Mastering the Baked Chicken Dinner
Home cooks take note, an important key to perfecting your weekly meal planning is to incorporate a whole baked chicken each week. I like to cook one every Sunday or Monday night to start the week off right.
This is a simple addition to the week that has multiple benefits including a lovely simple dinner the first night, bone broth to enhance future meals, chicken fat (schmaltz) to sauté veges later, and plenty of meat leftover for snacks and soup later in the week. The giblets (neck, heart, gizzard, liver, etc.) can be separated and saved each week until you have enough saved up in the freezer for pâté and other delicacies, or you could add them to your next batch of bone broth. If you raise and process your own chickens or ask your local supplier the feet can be a great source of gelatin when added to your bone broth as well.

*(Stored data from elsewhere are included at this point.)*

//! Transaction record types

use super::YearMonth;
use serde::{Deserialize, Serialize};
use std::collections::BTreeMap;

/// One historical sale.
#[derive(Debug, Clone, PartialEq, Serialize, Deserialize)]
pub struct TransactionRecord {
    /// Location key (administrative region or spatial cell id)
    pub location: String,
    /// Month of the sale
    pub month: YearMonth,
    /// Raw sale price
    pub price: f64,
    /// Attributes carried through untouched
    #[serde(default)]
    pub attributes: BTreeMap<String, String>,
}

impl TransactionRecord {
    /// Create a record with no passthrough attributes.
    pub fn new(location: impl Into<String>, month: YearMonth, price: f64) -> Self {
        Self {
            location: location.into(),
            month,
            price,
            attributes: BTreeMap::new(),
        }
    }

    /// Attach a passthrough attribute.
    pub fn with_attribute(mut self, key: impl Into<String>, value: impl Into<String>) -> Self {
        self.attributes.insert(key.into(), value.into());
        self
    }
}

/// A transaction record with its temporal adjustment applied.
#[derive(Debug, Clone, PartialEq, Serialize, Deserialize)]
pub struct AdjustedRecord {
    /// The source record
    pub record: TransactionRecord,
    /// Position of the source record in the engine input
    pub source_index: usize,
    /// Time index of the record's own month
    pub time_index: i32,
    /// Time index of the reference month prices are rescaled toward
    pub target_index: i32,
    /// Multiplicative adjustment factor
    pub factor: f64,
    /// `trunc(price * factor)`
    pub adjusted_price: i64,
}

impl AdjustedRecord {
    /// Apply `factor` to `record`, truncating the adjusted price toward zero.
    pub fn new(
        record: TransactionRecord,
        source_index: usize,
        time_index: i32,
        target_index: i32,
        factor: f64,
    ) -> Self {
        let adjusted_price = (record.price * factor).trunc() as i64;
        Self {
            record,
            source_index,
            time_index,
            target_index,
            factor,
            adjusted_price,
        }
    }
}
//! Polynomial trend fitting
//!
//! Builds a Vandermonde design matrix from time indices and hands it to an
//! [`InversionStrategy`] for the coefficients.

use adjust_spi::{FitError, FitResult, InversionStrategy};
use nalgebra::{DMatrix, DVector};
use std::collections::BTreeSet;

/// Default number of polynomial coefficients (a degree-3 curve).
pub const DEFAULT_ORDER: usize = 4;

/// Coefficients together with the design matrix they were solved against.
#[derive(Debug, Clone, PartialEq)]
pub struct TrendFit {
    /// Highest power first
    pub coefficients: DVector<f64>,
    pub design_matrix: DMatrix<f64>,
}

/// N×order Vandermonde matrix, powers descending from `order - 1` to 0.
pub fn vandermonde(time_indices: &[i32], order: usize) -> DMatrix<f64> {
    DMatrix::from_fn(time_indices.len(), order, |row, col| {
        (time_indices[row] as f64).powi((order - 1 - col) as i32)
    })
}

/// Number of distinct time indices, which is the rank of the Vandermonde
/// matrix when it does not exceed the order.
pub fn distinct_points(time_indices: &[i32]) -> usize {
    time_indices.iter().collect::<BTreeSet<_>>().len()
}

/// Fit a polynomial of `order` coefficients to `(time_indices, prices)`.
///
/// Duplicate and out-of-order indices are accepted. Fails with
/// [`FitError::InsufficientData`] when the design matrix would be
/// rank-deficient.
pub fn fit(
    time_indices: &[i32],
    prices: &[f64],
    order: usize,
    strategy: &dyn InversionStrategy,
) -> FitResult<TrendFit> {
    if order == 0 {
        return Err(FitError::InvalidInput("order must be at least 1".to_string()));
    }
    if time_indices.len() != prices.len() {
        return Err(FitError::InvalidInput(format!(
            "{} time indices but {} prices",
            time_indices.len(),
            prices.len()
        )));
    }
    if let Some(bad) = prices.iter().find(|p| !p.is_finite()) {
        return Err(FitError::InvalidInput(format!("non-finite price {}", bad)));
    }

    let distinct = distinct_points(time_indices);
    if distinct < order {
        return Err(FitError::InsufficientData { distinct, order });
    }

    let design_matrix = vandermonde(time_indices, order);
    let d = DVector::from_column_slice(prices);
    let coefficients = strategy.invert(&design_matrix, &d)?;

    if coefficients.len() != order || coefficients.iter().any(|c| !c.is_finite()) {
        return Err(FitError::Numerical(
            "inversion produced non-finite coefficients".to_string(),
        ));
    }

    Ok(TrendFit {
        coefficients,
        design_matrix,
    })
}

/// Coefficient of determination of `design_matrix * coefficients` against `observed`.
///
/// A constant series scores 1.0 when fitted exactly and 0.0 otherwise.
pub fn r_squared(observed: &[f64], design_matrix: &DMatrix<f64>, coefficients: &DVector<f64>) -> f64 {
    if observed.is_empty() {
        return 0.0;
    }
    let fitted = design_matrix * coefficients;
    let n = observed.len() as f64;
    let mean = observed.iter().sum::<f64>() / n;

    let ss_tot: f64 = observed.iter().map(|y| (y - mean).powi(2)).sum();
    let ss_res: f64 = observed
        .iter()
        .zip(fitted.iter())
        .map(|(y, f)| (y - f).powi(2))
        .sum();

    if ss_tot > 0.0 {
        1.0 - ss_res / ss_tot
    } else if ss_res == 0.0 {
        1.0
    } else {
        0.0
    }
}
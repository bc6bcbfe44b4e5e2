//! Model module containing data structures

mod fitted_model;
mod outcome;
mod price_series;
mod transaction;
mod year_month;

pub use fitted_model::{polyval, FittedModel, InversionMethod};
pub use outcome::{AdjustmentOutcome, ErrorManifest};
pub use price_series::{GroupKey, PricePoint, PriceSeries};
pub use transaction::{AdjustedRecord, TransactionRecord};
pub use year_month::YearMonth;
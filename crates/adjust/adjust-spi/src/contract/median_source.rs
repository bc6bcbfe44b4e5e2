//! Trait for the collaborator that supplies aggregated price series

use crate::error::Result;
use crate::model::{GroupKey, PriceSeries, TransactionRecord};
use std::collections::BTreeMap;

/// Supplies the per-group monthly price series the engine fits against.
pub trait MedianSource: Send + Sync {
    /// Aggregate `records` into one month-ordered series per group.
    fn series(&self, records: &[TransactionRecord]) -> Result<BTreeMap<GroupKey, PriceSeries>>;

    /// Group a record belongs to. Defaults to its location.
    fn group_key(&self, record: &TransactionRecord) -> GroupKey {
        GroupKey::Location(record.location.clone())
    }
}
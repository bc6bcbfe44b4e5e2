//! Fitted per-group trend model

use super::{GroupKey, PriceSeries};
use nalgebra::DMatrix;
use serde::{Deserialize, Serialize};
use std::fmt;

/// Inversion method used to solve for polynomial coefficients.
#[derive(Debug, Clone, Copy, PartialEq, Eq, Hash, Default, Serialize, Deserialize)]
#[serde(rename_all = "snake_case")]
pub enum InversionMethod {
    /// Normal equations, minimizing the L2 residual
    #[default]
    LeastSquares,
    /// Linear program minimizing the L1 residual
    L1Norm,
}

impl fmt::Display for InversionMethod {
    fn fmt(&self, f: &mut fmt::Formatter<'_>) -> fmt::Result {
        match self {
            InversionMethod::LeastSquares => write!(f, "least_squares"),
            InversionMethod::L1Norm => write!(f, "l1_norm"),
        }
    }
}

/// Evaluate a polynomial with coefficients ordered from the highest power down.
pub fn polyval(coefficients: &[f64], x: f64) -> f64 {
    coefficients.iter().fold(0.0, |acc, &c| acc * x + c)
}

/// Immutable trend model owned by one group.
#[derive(Debug, Clone, PartialEq, Serialize, Deserialize)]
pub struct FittedModel {
    pub key: GroupKey,
    /// Polynomial coefficients, highest power first
    pub coefficients: Vec<f64>,
    /// Vandermonde matrix the coefficients were solved against
    pub design_matrix: DMatrix<f64>,
    /// Series the model was fitted to
    pub series: PriceSeries,
    /// Coefficient of determination of the fit (diagnostic only)
    pub r_squared: f64,
    /// Number of series points used
    pub n_observations: usize,
    /// Inversion method that produced `coefficients`
    pub method: InversionMethod,
    /// Whether the configured method failed and least squares was used instead
    pub fallback_used: bool,
}

impl FittedModel {
    /// Polynomial order (number of coefficients).
    pub fn order(&self) -> usize {
        self.coefficients.len()
    }

    /// Trend value at a time index.
    pub fn evaluate(&self, time_index: i32) -> f64 {
        polyval(&self.coefficients, time_index as f64)
    }

    /// Factor rescaling a price at `from` to its equivalent at `to`.
    pub fn factor(&self, from: i32, to: i32) -> f64 {
        self.evaluate(to) / self.evaluate(from)
    }
}
//! Price Adjustment Service Provider Interface
//!
//! Defines the data model, error types, and collaborator traits for temporal
//! price adjustment: inversion strategies, price-series sources, and spatial
//! neighbourhood indices.

pub mod contract;
pub mod error;
pub mod model;

// Re-export all public items at crate root for convenience
pub use contract::{InversionStrategy, MedianSource, NeighborhoodIndex};
pub use error::{AdjustError, FitError, FitResult, Result};
pub use model::{
    polyval, AdjustedRecord, AdjustmentOutcome, ErrorManifest, FittedModel, GroupKey,
    InversionMethod, PricePoint, PriceSeries, TransactionRecord, YearMonth,
};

For those of you thinking that chicken feet spend their lifetime covered in chicken poop and mud and must be disgusting, I have good news. The outer layer of skin including the claws peel right off like the shell of a shrimp when you boil them briefly in hot water, leaving a pristine and clean foot below. But I digress, back to mastering the baked chicken.
The fundamentals of baking a chicken really couldn’t be easier. I prefer to use a heavy duty casserole dish with lid like the one below. Preheat the oven to 425 F and while it’s heating up rinse and dry off the whole chicken, removing giblets, if any, from the inside. Next rub down the bird in olive oil and sprinkle a mix of salt (1 tsp) and herbs and spices that suit your mood. I love using tarragon, but it is also fun to use the mix of parsley sage, rosemary and thyme. Sometimes I use an Ethiopian spice mix or Tandoori spice mix as well. Be creative. I go heavy on the herbs for more flavor, using 2 tablespoon minimum of total herbs in the dish.
Once rubbed with oil and spiced, place the whole bird in your casserole dish and add 1 cup of dry white and 1 cup of chicken or vegetable stock if you have it available. Cover with lid and place in the 425 F oven for 15 minutes. After 15 minutes, turn your oven down to 375 F and cook for an additional hour or more until the internal temperature reads at least 165 F and the skin is nice and crispy.
This week I tried a new variation called Roasted Chicken with 40 Cloves of Garlic from the awesome cookbook Healing Spices by Harat B. Aggarwal. You read that right, 40 cloves of garlic for one medium sized bird.
I prepared the bird as described above (parsley, sage, rosemary and thyme version) then added 31 (all I had) cloves of garlic, separated but still in their paper skin, all around the bird. I tucked them down so they were mostly in the wine and stock at the bottom of the roasting pan. They cooked down to a light buttery texture that was so fun to squish from the paper skin against the roof of your mouth.
The stock in the bottom was divine. After removing the bird from the pan, I added a little flour to thicken and made a sauce to go over mashed red potatoes (skins on) and veges served on the side. This was a delicious version of the basic roasted chicken, and I can't think of a better way to get more garlic in my diet. Yum!
What is your favorite variation of the basic whole roasted chicken?